(Records from a data collection)
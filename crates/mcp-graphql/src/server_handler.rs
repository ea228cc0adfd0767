use std::sync::Arc;

use rmcp::model::{
    CallToolRequestParam, CallToolResult, ErrorCode, Implementation, ListResourcesResult,
    ListToolsResult, PaginatedRequestParam, ReadResourceRequestParam, ReadResourceResult,
    ServerCapabilities, ServerInfo,
};
use rmcp::service::RequestContext;
use rmcp::{RoleServer, ServerHandler};
use serde_json::Value;
use tracing::{debug, error};

use crate::errors::{McpError, ServerError};
use crate::graphql::{self, Forwarder};
use crate::introspection::tools::graphql_request::{GRAPHQL_REQUEST_TOOL_NAME, GraphQLRequest};
use crate::introspection::tools::introspect_schema::{
    INTROSPECT_SCHEMA_TOOL_NAME, IntrospectSchema,
};
use crate::schema_resource::SchemaResource;

/// The MCP handler binding the GraphQL tools and schema resource to a forwarder
#[derive(Clone)]
pub struct GraphQLServerHandler {
    forwarder: Arc<Forwarder>,
    introspect_schema_tool: IntrospectSchema,
    graphql_request_tool: GraphQLRequest,
    schema_resource: SchemaResource,
}

impl GraphQLServerHandler {
    pub fn new(config: graphql::Config) -> Result<Self, ServerError> {
        let schema_resource = SchemaResource::new(config.endpoint.clone());
        Ok(Self {
            forwarder: Arc::new(Forwarder::new(config)?),
            introspect_schema_tool: IntrospectSchema::new(),
            graphql_request_tool: GraphQLRequest::new(),
            schema_resource,
        })
    }

    async fn call_tool_impl(
        &self,
        request: CallToolRequestParam,
    ) -> Result<CallToolResult, McpError> {
        debug!(tool = %request.name, "Calling tool");
        match request.name.as_ref() {
            INTROSPECT_SCHEMA_TOOL_NAME => {
                self.introspect_schema_tool
                    .execute(&self.forwarder)
                    .await
            }
            GRAPHQL_REQUEST_TOOL_NAME => {
                self.graphql_request_tool
                    .execute(&self.forwarder, convert_arguments(request)?)
                    .await
            }
            _ => Err(tool_not_found(&request.name)),
        }
    }

    fn list_tools_impl(&self) -> ListToolsResult {
        ListToolsResult {
            next_cursor: None,
            tools: vec![
                self.introspect_schema_tool.tool.clone(),
                self.graphql_request_tool.tool.clone(),
            ],
        }
    }

    fn list_resources_impl(&self) -> ListResourcesResult {
        ListResourcesResult {
            next_cursor: None,
            resources: vec![self.schema_resource.resource()],
        }
    }

    async fn read_resource_impl(
        &self,
        request: ReadResourceRequestParam,
    ) -> Result<ReadResourceResult, McpError> {
        if !self.schema_resource.matches(&request.uri) {
            return Err(McpError::resource_not_found(
                format!("Resource not found for URI: {}", request.uri),
                None,
            ));
        }
        self.schema_resource
            .read(&self.forwarder, request.uri)
            .await
    }
}

impl ServerHandler for GraphQLServerHandler {
    async fn call_tool(
        &self,
        request: CallToolRequestParam,
        _context: RequestContext<RoleServer>,
    ) -> Result<CallToolResult, McpError> {
        let name = request.name.clone();
        self.call_tool_impl(request)
            .await
            .inspect_err(|e| error!(tool = %name, "Tool call failed: {}", e.message))
    }

    async fn list_tools(
        &self,
        _request: Option<PaginatedRequestParam>,
        _context: RequestContext<RoleServer>,
    ) -> Result<ListToolsResult, McpError> {
        Ok(self.list_tools_impl())
    }

    async fn list_resources(
        &self,
        _request: Option<PaginatedRequestParam>,
        _context: RequestContext<RoleServer>,
    ) -> Result<ListResourcesResult, McpError> {
        Ok(self.list_resources_impl())
    }

    async fn read_resource(
        &self,
        request: ReadResourceRequestParam,
        _context: RequestContext<RoleServer>,
    ) -> Result<ReadResourceResult, McpError> {
        self.read_resource_impl(request).await
    }

    fn get_info(&self) -> ServerInfo {
        ServerInfo {
            server_info: Implementation {
                name: "mcp-graphql".to_string(),
                version: env!("CARGO_PKG_VERSION").to_string(),
            },
            capabilities: ServerCapabilities::builder()
                .enable_tools()
                .enable_resources()
                .build(),
            ..Default::default()
        }
    }
}

fn tool_not_found(name: &str) -> McpError {
    McpError::new(
        ErrorCode::METHOD_NOT_FOUND,
        format!("Tool {name} not found"),
        None,
    )
}

fn convert_arguments<T: serde::de::DeserializeOwned>(
    arguments: CallToolRequestParam,
) -> Result<T, McpError> {
    serde_json::from_value(Value::from(arguments.arguments))
        .map_err(|_| McpError::new(ErrorCode::INVALID_PARAMS, "Invalid input".to_string(), None))
}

[TASK INSTRUCTIONS]
A word-for-word restatement of the data above is required.

[RESPONSE BOX]
filename crates/mcp-graphql/src/server_handler.rs
repository ea228cc0adfd0767
use std::sync::Arc;

use rmcp::model::{
    CallToolRequestParam, CallToolResult, ErrorCode, Implementation, ListResourcesResult,
    ListToolsResult, PaginatedRequestParam, ReadResourceRequestParam, ReadResourceResult,
    ServerCapabilities, ServerInfo,
};
use rmcp::service::RequestContext;
use rmcp::{RoleServer, ServerHandler};
use serde_json::Value;
use tracing::{debug, error};

use crate::errors::{McpError, ServerError};
use crate::graphql::{self, Forwarder};
use crate::introspection::tools::graphql_request::{GRAPHQL_REQUEST_TOOL_NAME, GraphQLRequest};
use crate::introspection::tools::introspect_schema::{
    INTROSPECT_SCHEMA_TOOL_NAME, IntrospectSchema,
};
use crate::schema_resource::SchemaResource;

/// The MCP handler binding the GraphQL tools and schema resource to a forwarder
#[derive(Clone)]
pub struct GraphQLServerHandler {
    forwarder: Arc<Forwarder>,
    introspect_schema_tool: IntrospectSchema,
    graphql_request_tool: GraphQLRequest,
    schema_resource: SchemaResource,
}

impl GraphQLServerHandler {
    pub fn new(config: graphql::Config) -> Result<Self, ServerError> {
        let schema_resource = SchemaResource::new(config.endpoint.clone());
        Ok(Self {
            forwarder: Arc::new(Forwarder::new(config)?),
            introspect_schema_tool: IntrospectSchema::new(),
            graphql_request_tool: GraphQLRequest::new(),
            schema_resource,
        })
    }

    async fn call_tool_impl(
        &self,
        request: CallToolRequestParam,
    ) -> Result<CallToolResult, McpError> {
        debug!(tool = %request.name, "Calling tool");
        match request.name.as_ref() {
            INTROSPECT_SCHEMA_TOOL_NAME => {
                self.introspect_schema_tool
                    .execute(&self.forwarder)
                    .await
            }
            GRAPHQL_REQUEST_TOOL_NAME => {
                self.graphql_request_tool
                    .execute(&self.forwarder, convert_arguments(request)?)
                    .await
            }
            _ => Err(tool_not_found(&request.name)),
        }
    }

    fn list_tools_impl(&self) -> ListToolsResult {
        ListToolsResult {
            next_cursor: None,
            tools: vec![
                self.introspect_schema_tool.tool.clone(),
                self.graphql_request_tool.tool.clone(),
            ],
        }
    }

    fn list_resources_impl(&self) -> ListResourcesResult {
        ListResourcesResult {
            next_cursor: None,
            resources: vec![self.schema_resource.resource()],
        }
    }

    async fn read_resource_impl(
        &self,
        request: ReadResourceRequestParam,
    ) -> Result<ReadResourceResult, McpError> {
        if !self.schema_resource.matches(&request.uri) {
            return Err(McpError::resource_not_found(
                format!("Resource not found for URI: {}", request.uri),
                None,
            ));
        }
        self.schema_resource
            .read(&self.forwarder, request.uri)
            .await
    }
}

impl ServerHandler for GraphQLServerHandler {
    async fn call_tool(
        &self,
        request: CallToolRequestParam,
        _context: RequestContext<RoleServer>,
    ) -> Result<CallToolResult, McpError> {
        let name = request.name.clone();
        self.call_tool_impl(request)
            .await
            .inspect_err(|e| error!(tool = %name, "Tool call failed: {}", e.message))
    }

    async fn list_tools(
        &self,
        _request: Option<PaginatedRequestParam>,
        _context: RequestContext<RoleServer>,
    ) -> Result<ListToolsResult, McpError> {
        Ok(self.list_tools_impl())
    }

    async fn list_resources(
        &self,
        _request: Option<PaginatedRequestParam>,
        _context: RequestContext<RoleServer>,
    ) -> Result<ListResourcesResult, McpError> {
        Ok(self.list_resources_impl())
    }

    async fn read_resource(
        &self,
        request: ReadResourceRequestParam,
        _context: RequestContext<RoleServer>,
    ) -> Result<ReadResourceResult, McpError> {
        self.read_resource_impl(request).await
    }

    fn get_info(&self) -> ServerInfo {
        ServerInfo {
            server_info: Implementation {
                name: "mcp-graphql".to_string(),
                version: env!("CARGO_PKG_VERSION").to_string(),
            },
            capabilities: ServerCapabilities::builder()
                .enable_tools()
                .enable_resources()
                .build(),
            ..Default::default()
        }
    }
}

fn tool_not_found(name: &str) -> McpError {
    McpError::new(
        ErrorCode::METHOD_NOT_FOUND,
        format!("Tool {name} not found"),
        None,
    )
}

fn convert_arguments<T: serde::de::DeserializeOwned>(
    arguments: CallToolRequestParam,
) -> Result<T, McpError> {
    serde_json::from_value(Value::from(arguments.arguments))
        .map_err(|_| McpError::new(ErrorCode::INVALID_PARAMS, "Invalid input".to_string(), None))
}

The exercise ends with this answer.